The first hint of what was in store came when the delegation arrived in San Juan. We were weary, grubby, giddy with relief at having reached our destination in one piece. (The army had supervised our trip over the unpaved road from Estelí, as it wouldn’t do to have foreign visitors wiped out in a contra ambush.) It happened to be the “Day of the Teacher,” and that night we were asked to attend a celebratory dance held in the town’s only school. The music was canned, people showed up in work clothes, and I was oddly reminded of a junior high school sock hop. I grumbled, not too loudly, about the heterosexist scene, certain callow youths being too visibly delighted by the novelty of dancing with a gringa. What if I’d rather dance with girls? I said.

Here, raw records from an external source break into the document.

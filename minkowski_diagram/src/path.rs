// Copyright 2025 the Minkowski Authors
// SPDX-License-Identifier: Apache-2.0 OR MIT

use alloc::vec::Vec;

use kurbo::{Line, Point};

/// A sequence of points where `None` marks a break between disjoint runs.
///
/// This is the layout plotting front ends expect for "many separate lines in
/// one trace": consecutive points are joined, and a `None` lifts the pen.
#[derive(Clone, Debug, Default, PartialEq)]
pub struct SegmentPath {
    points: Vec<Option<Point>>,
}

impl SegmentPath {
    /// Creates an empty path.
    #[must_use]
    pub fn new() -> Self {
        Self { points: Vec::new() }
    }

    /// Creates an empty path with room for `lines` separate lines.
    #[must_use]
    pub fn with_line_capacity(lines: usize) -> Self {
        Self {
            points: Vec::with_capacity(lines * 3),
        }
    }

    /// Appends `line` as its own disjoint segment.
    pub fn push_line(&mut self, line: Line) {
        self.points.push(Some(line.p0));
        self.points.push(Some(line.p1));
        self.points.push(None);
    }

    /// Returns the raw points, breaks included.
    #[must_use]
    pub fn points(&self) -> &[Option<Point>] {
        &self.points
    }

    /// Returns the number of entries, breaks included.
    #[must_use]
    pub fn len(&self) -> usize {
        self.points.len()
    }

    /// Returns `true` if the path has no entries.
    #[must_use]
    pub fn is_empty(&self) -> bool {
        self.points.is_empty()
    }

    /// Iterates over every drawn segment, skipping across breaks.
    pub fn segments(&self) -> impl Iterator<Item = Line> + '_ {
        self.points
            .split(Option::is_none)
            .flat_map(|run| run.windows(2))
            .filter_map(|pair| match pair {
                [Some(p0), Some(p1)] => Some(Line::new(*p0, *p1)),
                _ => None,
            })
    }

    /// X column, with `None` at every break.
    #[must_use]
    pub fn xs(&self) -> Vec<Option<f64>> {
        self.points.iter().map(|p| p.map(|p| p.x)).collect()
    }

    /// Y column, with `None` at every break.
    #[must_use]
    pub fn ys(&self) -> Vec<Option<f64>> {
        self.points.iter().map(|p| p.map(|p| p.y)).collect()
    }
}

impl FromIterator<Line> for SegmentPath {
    fn from_iter<I: IntoIterator<Item = Line>>(iter: I) -> Self {
        let mut path = Self::new();
        for line in iter {
            path.push_line(line);
        }
        path
    }
}

#[cfg(test)]
mod tests {
    extern crate std;

    use std::vec;
    use std::vec::Vec;

    use super::*;

    #[test]
    fn lines_are_separated_by_breaks() {
        let path: SegmentPath = [
            Line::new((0.0, 0.0), (1.0, 1.0)),
            Line::new((2.0, 0.0), (3.0, 1.0)),
        ]
        .into_iter()
        .collect();

        assert_eq!(path.len(), 6);
        assert_eq!(path.points()[2], None);
        assert_eq!(path.points()[5], None);
        assert_eq!(
            path.xs(),
            vec![Some(0.0), Some(1.0), None, Some(2.0), Some(3.0), None]
        );
        assert_eq!(
            path.ys(),
            vec![Some(0.0), Some(1.0), None, Some(0.0), Some(1.0), None]
        );
    }

    #[test]
    fn segments_never_bridge_a_break() {
        let mut path = SegmentPath::with_line_capacity(2);
        path.push_line(Line::new((0.0, 0.0), (1.0, 0.0)));
        path.push_line(Line::new((5.0, 5.0), (6.0, 5.0)));

        let segs: Vec<Line> = path.segments().collect();
        assert_eq!(segs.len(), 2);
        assert_eq!(segs[0].p1, Point::new(1.0, 0.0));
        assert_eq!(segs[1].p0, Point::new(5.0, 5.0));
    }

    #[test]
    fn empty_path_has_no_segments() {
        let path = SegmentPath::new();
        assert!(path.is_empty());
        assert_eq!(path.segments().count(), 0);
    }
}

“So I am warned,” Benjamin humbly remarked. “I know better than to ask you.” We’d hung out some already, back in Managua. On a trip like that you get to know people pretty fast. I said, No, no, of course I didn’t mean him. The next dance turned out to be a slow one. We’re precisely the same height; our bodies fitted perfectly. Something gently ironic in his way of holding me, a rueful delicacy of touch, moved me in a way I couldn’t have anticipated. Later I thought of that embrace for comfort, as I lay awake in the bedroom I shared with another Brooklyn woman, the Sandinista grandmother who was putting us up, and two or three of her small granddaughters. I laughed at the sheer incongruity of life, but thought I might as well enjoy it.